Friday 23 March 2012

From all sides now

Today was all about the waterfalls, which we've now seen from the air, from the water, from the Brazilian side and the Argentinian side. The helicopter view would have been terrific, had I not been sitting at the back in the middle with a column in front of me, a large man with an iPad on one side and a keen photographer on the other - if you do it, it's sauve qui peut: race for the front seat. Because these falls are so spectacular, you mustn't miss any of them. (Thank goodness for live view on my camera - it got a better view than I was able to.)

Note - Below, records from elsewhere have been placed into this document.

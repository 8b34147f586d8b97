//! Telemetry utilities for request-scoped tracing metadata and global subscriber management.

use std::any::type_name_of_val;
use std::sync::atomic::{AtomicBool, Ordering};

use axum::{extract::Request, middleware::Next, response::Response};
use log::LevelFilter;
use thiserror::Error;
use tokio::task_local;
use tracing_log::LogTracer;
use tracing_subscriber::{
    EnvFilter, fmt,
    layer::Layer,
    layer::SubscriberExt,
    util::{SubscriberInitExt, TryInitError},
};

use crate::config::AppConfig;

/// Header carrying the request correlation ID.
pub const REQUEST_ID_HEADER: &str = "x-request-id";

/// Trace context containing request correlation ID.
#[derive(Debug, Clone)]
pub struct TraceContext {
    pub trace_id: String,
}

task_local! {
    static ACTIVE_TRACE_CONTEXT: TraceContext;
}

/// Errors that can occur while initializing global telemetry.
#[derive(Debug, Error)]
pub enum TelemetryInitError {
    #[error("failed to install log tracer bridge: {0}")]
    LogTracer(#[from] log::SetLoggerError),
    #[error("failed to install tracing subscriber: {0}")]
    Subscriber(#[from] TryInitError),
}

static TELEMETRY_INITIALIZED: AtomicBool = AtomicBool::new(false);

/// Initialize global tracing/logging exactly once, wiring `log::` macros into the tracing pipeline.
pub fn init_tracing(config: &AppConfig) -> Result<(), TelemetryInitError> {
    if TELEMETRY_INITIALIZED
        .compare_exchange(false, true, Ordering::SeqCst, Ordering::SeqCst)
        .is_err()
    {
        return Ok(());
    }

    // Install log bridge first so legacy `log::` macros route through tracing.
    if let Err(err) = LogTracer::builder()
        .with_max_level(LevelFilter::Trace)
        .init()
    {
        // If a LogTracer is already registered (e.g., by tests or another component),
        // treat this as success; otherwise surface the error.
        let logger_type = type_name_of_val(log::logger());
        if !logger_type.contains("LogTracer") {
            eprintln!(
                "Warning: Failed to install log tracer bridge: {}. legacy `log::` macros will not emit structured tracing events.",
                err
            );
        }
    }

    let env_filter =
        EnvFilter::try_from_default_env().unwrap_or_else(|_| EnvFilter::new(&config.log_level));

    let fmt_layer = match config.log_format.as_str() {
        "pretty" => fmt::layer().pretty().boxed(),
        _ => fmt::layer().json().boxed(),
    };

    if let Err(err) = tracing_subscriber::registry()
        .with(env_filter)
        .with(fmt_layer)
        .try_init()
    {
        TELEMETRY_INITIALIZED.store(false, Ordering::SeqCst);
        eprintln!(
            "Warning: Failed to set global tracing subscriber: {}. Default subscriber remains in effect.",
            err
        );
    }

    Ok(())
}

/// Execute `future` within the provided trace context, making it available through task-local
/// storage for the duration of the request.
pub async fn with_trace_context<Fut, R>(context: TraceContext, future: Fut) -> R
where
    Fut: std::future::Future<Output = R>,
{
    ACTIVE_TRACE_CONTEXT.scope(context, future).await
}

/// Get the currently active trace ID, if one has been set for the running task.
pub fn current_trace_id() -> Option<String> {
    ACTIVE_TRACE_CONTEXT
        .try_with(|ctx| ctx.trace_id.clone())
        .ok()
}

/// Middleware that scopes every request to a [`TraceContext`] built from its
/// `x-request-id` header, so errors raised anywhere in the handler carry it.
pub async fn trace_context_middleware(mut request: Request, next: Next) -> Response {
    let trace_id = request
        .headers()
        .get(REQUEST_ID_HEADER)
        .and_then(|value| value.to_str().ok())
        .filter(|value| !value.is_empty())
        .map(str::to_string)
        .unwrap_or_else(|| uuid::Uuid::new_v4().to_string());

    let context = TraceContext { trace_id };
    request.extensions_mut().insert(context.clone());

    with_trace_context(context, next.run(request)).await
}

We drove back to the Argentinian side to walk right along the edge of the falls on a metal walkway with huge catfish lurking below and delicate butterflies floating above, and it was amazing to see so much water pouring and roaring over the drop. But it's not just spectacular: it's pretty too, with fresh green grasses growing on rocks in the river, flowering plants on the islands, and the butterflies. It helped, too, that after two days of cloud and rain, today was brilliantly sunny, with rainbows everywhere. (When it's a full moon, you can go out at night to see the falls under moonlight with moonbows.)

And then it was time to pack up again without really enjoying our lovely hotel with its inviting pool and wandering coati and pretty rooms and all, sigh. So tonight I'm in another fancy hotel, in Lima, and it's 1am here, which means 3am in Brazil, and I still have my homework to do, sorting out my afternoon activities for tomorrow. "Think about it overnight," suggested Johanna, without apparent irony.